Inoltre, il prevalente comportamento passivo dell’investitore risulta coerente con tale approccio opportunistico, in quanto raramente si interessa dell’andamento della startup e si limita a leggere i rapporti sui kpi che riceve dai fondatori, solitamente con periodicità trimestrale, quando potrebbe invece favorire un confronto costruttivo con fondatori e promotori se solo mantenesse un contatto anche saltuario.
L’approccio all’investimento potrebbe sembrare più governato da logiche da gioco d’azzardo e non certo figlio di meditate analisi selettive. Logiche non appropriate, poiché è dimostrato che il successo nel finanziamento delle startup è principalmente legato alle capacità selettive dell’imprenditore; valga per tutti l’esempio che la percentuale dei fallimenti scende dal 95% al 25% per le iniziative sviluppate dai cosiddetti startup studio, soggetti specializzati nell’ideazione, ingegnerizzazione e sviluppo di queste iniziative imprenditoriali.
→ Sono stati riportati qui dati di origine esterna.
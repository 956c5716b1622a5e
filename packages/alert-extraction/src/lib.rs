//! Job-Alert Hit Extraction & Canonicalization Engine
//!
//! Extracts structured job-ad "hits" from semi-structured job-alert HTML
//! and resolves each hit's tracking link to a stable canonical identifier
//! via HTTP redirect inspection. Both the extracted record and the
//! resolution outcome are persisted, so re-runs are cheap, idempotent, and
//! resumable.
//!
//! # Design
//!
//! - Layout heuristics, not semantics: inline style markers and penalty
//!   scoring pick fields out of job-card anchors.
//! - Every extracted hit gets a 0..=100 confidence; every message parse
//!   gets an aggregate confidence against the parser's expected hit count.
//! - Canonicalization is a persistent state machine
//!   (`pending → {ok | retry | error}`) with exponential backoff, driven in
//!   bounded batches that commit atomically.
//!
//! # Usage
//!
//! ```rust,ignore
//! use alert_extraction::{run_enrich_all, run_parse, EnrichConfig, SqliteHitStore, UrlResolver};
//!
//! let store = SqliteHitStore::new("sqlite:./alerts.db?mode=rwc").await?;
//!
//! // Messages come from the mail-source collaborator.
//! run_parse(&store, &messages).await?;
//!
//! // Resolve tracking URLs, batch by batch, until the queue drains.
//! let resolver = UrlResolver::new();
//! let result = run_enrich_all(&store, &resolver, &EnrichConfig::default()).await?;
//! println!("ok={} retry={} error={}", result.ok, result.retried, result.errored);
//! ```
//!
//! # Modules
//!
//! - [`parsers`] - Layout extractors and the sender-keyed registry
//! - [`scoring`] - Hit and message confidence scoring
//! - [`resolver`] - HTTP redirect probing and URL canonicalization
//! - [`retry`] - Outcome classification and the backoff schedule
//! - [`pipeline`] - Parse runner and the enrichment batch driver
//! - [`traits`] - The `HitStore` persistence contract
//! - [`stores`] - Storage implementations (SQLite, in-memory)

pub mod error;
pub mod parsers;
pub mod pipeline;
pub mod resolver;
pub mod retry;
pub mod scoring;
pub mod stores;
pub mod traits;
pub mod types;

// Re-export core types at crate root
pub use error::{EngineError, ResolveError, Result};
pub use parsers::{config_for_sender, SourceConfig};
pub use resolver::{Resolved, UrlResolver};
pub use retry::{backoff, CanonicalOutcome};
pub use traits::store::{DueHit, HitStore};
pub use types::{
    config::EnrichConfig,
    hit::{CanonicalStatus, JobHit, SalaryPeriod, StoredHit},
    message::{MailMessage, MessageOutcome, ParseStatus},
};

// Re-export pipeline runners
pub use pipeline::{run_enrich_all, run_enrich_batch, run_parse, EnrichResult, ParseRunResult};

// Re-export stores
pub use stores::{MemoryHitStore, SqliteHitStore};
Puntare la stessa somma su ogni mano di poker, indipendentemente dalle carte che si hanno in mano, non è certo la miglior strategia, anche un giocatore dilettante lo capirebbe. Eppure è esattamente quello che attualmente succede: l’investitore sparge i propri investimenti su più fronti, sperando che qualcuno possa dare frutti importanti. La situazione diventa persino grottesca se si considera che l’investitore resta insensibile a rilanci, sia che abbia in mano una coppia di sette sia un poker d’assi. Questa è decisamente inefficienza.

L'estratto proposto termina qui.